What documents and information about my product injury should I save?
It is essential to immediately secure possession of the product that caused the injury and retain it throughout the case. The sooner an attorney is notified the better, so that the firm can begin to perform a detailed investigation and inspection of the product. A lawyer will also be able to advise on what items to save and what to discard based on the specific details of the case. Examples include:
- The Product
- Photographs of the Product and Injuries
- A list of Everyone Who Saw the Injury Occur or Knew of the Product’s Condition
- Evidence of Product Ownership; purchase orders, receipts, and/or owner’s manuals
- A List of Health Care Providers
- Medical Bills for Treatment of the Injuries
- Tax Returns, W-2 Forms and Pay Stubs
How long do products liability cases take and what are my responsibilities?
Missouri Products liability cases can take months to years before going to trial. First, a potential claim is investigated to determine if there is adequate proof of an unreasonably dangerous product. Experienced product liability attorneys, expert witnesses and investigators work together to identify liable parties, pinpoint any negligent acts and inspect the product. Although some cases settle before then; it is essential to proceed as if the matter is going to a jury trial.

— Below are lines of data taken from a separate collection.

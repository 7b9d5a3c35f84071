use std::fmt;
use std::str::FromStr;

use chrono::{DateTime, Duration, NaiveDate, Utc};
use serde::{Deserialize, Serialize};
use uuid::Uuid;

use crate::error::Error;

pub const MAX_HEALTH_SCORE: u32 = 100;
pub const DEFAULT_HEALTH_SCORE: u32 = 70;
pub const DEFAULT_BLINK_RATE: f64 = 15.0;
pub const DEFAULT_SCREEN_TIME_MINUTES: f64 = 120.0;

/// Number of entries each append-only progress log keeps across a week rollover.
pub const HISTORY_LIMIT: usize = 50;

pub const DAYS_PER_WEEK: usize = 7;

/// Clamp an arbitrary score into the valid health score range.
pub fn clamp_health_score(score: i64) -> u32 {
    score.clamp(0, MAX_HEALTH_SCORE as i64) as u32
}

fn new_id() -> String {
    Uuid::new_v4().to_string()
}

// ============================================================================
// User profile
// ============================================================================

/// The single user record of an installation.
#[derive(Debug, Clone, PartialEq, Serialize, Deserialize)]
pub struct UserProfile {
    /// Opaque identifier, assigned once at creation
    pub id: String,
    pub name: String,
    pub email: Option<String>,
    pub created_at: DateTime<Utc>,
    pub last_login: DateTime<Utc>,
    pub settings: UserSettings,
    pub stats: UserStats,
    pub achievements: Vec<Achievement>,
    pub daily_goals: DailyGoal,
}

impl UserProfile {
    pub fn new(name: String, email: Option<String>, now: DateTime<Utc>) -> Self {
        Self {
            id: new_id(),
            name,
            email,
            created_at: now,
            last_login: now,
            settings: UserSettings::default(),
            stats: UserStats::new(now),
            achievements: default_achievements(),
            daily_goals: DailyGoal::new(now),
        }
    }
}

#[derive(Debug, Clone, PartialEq, Serialize, Deserialize)]
pub struct UserSettings {
    pub notifications_enabled: bool,
    pub dark_mode_enabled: bool,
    pub reminders_enabled: bool,
    /// Reminder times in `HH:MM` format
    pub reminder_times: Vec<String>,
    pub preferred_exercise_types: Vec<ExerciseType>,
    pub work_duration_minutes: u32,
    pub break_duration_minutes: u32,
    pub language: String,
}

impl Default for UserSettings {
    fn default() -> Self {
        Self {
            notifications_enabled: true,
            dark_mode_enabled: false,
            reminders_enabled: true,
            reminder_times: ["09:00", "12:00", "15:00", "18:00"]
                .iter()
                .map(|t| t.to_string())
                .collect(),
            preferred_exercise_types: vec![
                ExerciseType::Quick,
                ExerciseType::Focusing,
                ExerciseType::EyeRolling,
            ],
            work_duration_minutes: 25,
            break_duration_minutes: 5,
            language: "en".to_string(),
        }
    }
}

/// Partial settings update; `None` fields keep their current value.
#[derive(Debug, Clone, Default, Serialize, Deserialize)]
pub struct SettingsUpdate {
    pub notifications_enabled: Option<bool>,
    pub dark_mode_enabled: Option<bool>,
    pub reminders_enabled: Option<bool>,
    pub reminder_times: Option<Vec<String>>,
    pub preferred_exercise_types: Option<Vec<ExerciseType>>,
    pub work_duration_minutes: Option<u32>,
    pub break_duration_minutes: Option<u32>,
    pub language: Option<String>,
}

impl SettingsUpdate {
    pub fn apply(self, settings: &mut UserSettings) {
        if let Some(v) = self.notifications_enabled {
            settings.notifications_enabled = v;
        }
        if let Some(v) = self.dark_mode_enabled {
            settings.dark_mode_enabled = v;
        }
        if let Some(v) = self.reminders_enabled {
            settings.reminders_enabled = v;
        }
        if let Some(v) = self.reminder_times {
            settings.reminder_times = v;
        }
        if let Some(v) = self.preferred_exercise_types {
            settings.preferred_exercise_types = v;
        }
        if let Some(v) = self.work_duration_minutes {
            settings.work_duration_minutes = v;
        }
        if let Some(v) = self.break_duration_minutes {
            settings.break_duration_minutes = v;
        }
        if let Some(v) = self.language {
            settings.language = v;
        }
    }
}

#[derive(Debug, Clone, Default, Serialize, Deserialize)]
pub struct UserUpdate {
    pub name: Option<String>,
    pub email: Option<String>,
}

#[derive(Debug, Clone, PartialEq, Serialize, Deserialize)]
pub struct UserStats {
    /// Composite score, always within 0..=100
    pub health_score: u32,
    pub days_active: u32,
    /// Minutes of completed exercise
    pub total_exercise_time: f64,
    pub streak: u32,
    /// Smoothed blinks per minute
    pub blink_rate: f64,
    /// Smoothed daily screen time in minutes
    pub screen_time: f64,
    pub exercises_completed: u32,
    pub last_update_date: DateTime<Utc>,
    /// Local date of the last logged exercise
    #[serde(default)]
    pub last_active_date: Option<NaiveDate>,
}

Throughout the litigation process, Padberg, Corrigan & Appelbaum attorneys and staff form a partnership with clients. The client’s cooperation in communicating important information to the firm, such as changes in medical status, employment status and contact information, is crucial to ensuring as thorough and quick of a process as possible. Clients can also expect to provide written discovery, produce requested documents, answer questions, and give a deposition. Finally, the client will need to be present during trial and an appellate trial, if applicable.
Is there a case if I am injured while misusing a product?
It is sometimes possible to have a product liability case when someone becomes injured while he or she was not using the product as intended. One example is if the manufacturer or seller should have reasonably anticipated the specific use and did not warn of its risks.
How long do I have to file a product liability case in Missouri and Illinois?
Product liability cases have statue of limitations, or time limits in which an injured person can file a claim. In Missouri, a person typically has five years to sue for an injury caused by a defective product. In Illinois, an action must be brought within two years of the date on which the injury occurred. However, in both states there are other factors that may further affect the time limit, for example if the product caused a death, and an attorney can best determine the product liability statue of limitations in a particular case.
How much does a product liability case cost?
Padberg, Corrigan & Appelbaum does not charge clients for attorneys’ fees and will cover all upfront costs for experts and investigations. We work under a contingency fee agreement, which means the payment is dependent on Padberg, Corrigan & Appelbaum winning the case. If we win through settlement or judgment, then the client is responsible for repaying those upfront expenses and Padberg, Corrigan & Appelbaum obtains an agreed upon percentage of the winnings. However, if we don’t win, the client owes us nothing.